Le mouvement humain, animal, des objets, des fluides, de l’air, de l’eau, etc., a fasciné depuis toujours l’être humain qui a rêvé de le fixer, de l’enregistrer. Les premiers appareils de la méthode graphique y parviennent mais c’est la « photographie animée », apparue à la fin du XIXe siècle, qui va permettre d’assouvir réellement ce vieux fantasme : piéger l’image auparavant fugitive de la « camera obscura ».

Le physiologiste Etienne-Jules Marey, avec ses premières caméras à plaques de verre puis à pellicule, avec ses quelque 600 films tournés à partir de 1889, est le premier « réalisateur » du siècle. Le Cinématographe Lumière, en 1895, un appareil à triple fonction – caméra, projecteur, tireuse – offre la possibilité de filmer les scènes de la vie quotidienne.

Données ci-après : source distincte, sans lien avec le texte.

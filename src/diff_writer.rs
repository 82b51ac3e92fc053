//! Streams the dirty blocks of a device to a sink in ascending order,
//! used to persist a new build layer from a sandbox's writes.

use std::sync::Arc;

use tokio::io::{AsyncWrite, AsyncWriteExt};

use crate::error::Result;
use crate::marker::Marker;
use crate::read_at::ReadAt;

/// Reads one block at a time from `source` for every bit set in `dirty`
/// and appends it to `sink`, in ascending block order. The sink's own
/// framing (raw data vs. data plus a companion header) is the caller's
/// concern; this only guarantees block order and block boundaries.
pub async fn create_diff<W>(
    source: Arc<dyn ReadAt>,
    block_size: u64,
    dirty: &Marker,
    num_blocks: u64,
    sink: &mut W,
) -> Result<()>
where
    W: AsyncWrite + Unpin,
{
    let mut buf = vec![0u8; block_size as usize];
    for b in 0..num_blocks {
        if !dirty.is_marked(b) {
            continue;
        }
        let off = b * block_size;
        let n = source.read_at(&mut buf, off).await?;
        sink.write_all(&buf[..n]).await?;
    }
    Ok(())
}

/// `create_diff`, wrapped in `anyhow` for callers outside this crate (the
/// sandbox-cache layer persisting a new build layer) that don't want to
/// match on `BlockDeviceError` themselves. Mirrors the teacher's own
/// `local enum wrapped by anyhow at the edges` convention for outermost
/// public helpers.
pub async fn create_diff_anyhow<W>(
    source: Arc<dyn ReadAt>,
    block_size: u64,
    dirty: &Marker,
    num_blocks: u64,
    sink: &mut W,
) -> anyhow::Result<()>
where
    W: AsyncWrite + Unpin,
{
    create_diff(source, block_size, dirty, num_blocks, sink)
        .await
        .map_err(anyhow::Error::from)
}
use thiserror::Error;

/// Error taxonomy for the block-device stack.
///
/// `BytesNotAvailable` is the signal the cache uses to tell the Chunker a
/// fetch is needed; it must never escape the full stack unless something
/// upstream is badly misconfigured.
#[derive(Error, Debug)]
pub enum BlockDeviceError {
    #[error("bytes not available in cache")]
    BytesNotAvailable,

    #[error("io error: {0}")]
    Io(#[from] std::io::Error),

    #[error("operation cancelled")]
    Cancelled,

    #[error("read past end of device or mapping")]
    Eof,

    #[error("malformed build header: {0}")]
    HeaderMalformed(String),
}

impl BlockDeviceError {
    pub fn is_bytes_not_available(&self) -> bool {
        matches!(self, BlockDeviceError::BytesNotAvailable)
    }

    pub fn is_cancelled(&self) -> bool {
        matches!(self, BlockDeviceError::Cancelled)
    }
}

// `std::io::Error` isn't `Clone`, so this is hand-rolled rather than
// derived; needed so multiple waiters on the same in-flight chunk fetch can
// each observe the one error the owning task recorded.
impl Clone for BlockDeviceError {
    fn clone(&self) -> Self {
        match self {
            BlockDeviceError::BytesNotAvailable => BlockDeviceError::BytesNotAvailable,
            BlockDeviceError::Io(e) => BlockDeviceError::Io(std::io::Error::new(e.kind(), e.to_string())),
            BlockDeviceError::Cancelled => BlockDeviceError::Cancelled,
            BlockDeviceError::Eof => BlockDeviceError::Eof,
            BlockDeviceError::HeaderMalformed(s) => BlockDeviceError::HeaderMalformed(s.clone()),
        }
    }
}

pub type Result<T> = std::result::Result<T, BlockDeviceError>;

Le prestidigitateur Georges Méliès, avec sa propre caméra, fusionne la magie et le cinéma : les « effets spéciaux » ou « films à trucs » bouleversent le spectacle cinématographique. Des industriels du monde entier commercialisent ensuite d’excellents appareils : Gaumont, Pathé et Continsouza, Debrie, Eclair, Ernemann, Bell & Howell, Mitchell, etc. Au départ, les mécanismes d’entraînement de la pellicule étaient nombreux (griffes, chiens, came battante, rouleau semi-évidé, roue à rochet, etc.), puis c’est le mécanisme à griffes préconisé par Louis Lumière qui finit par s’imposer. La pellicule se standardise et on abandonne les formats obsolètes (58 mm Gaumont, 68 mm Biograph…).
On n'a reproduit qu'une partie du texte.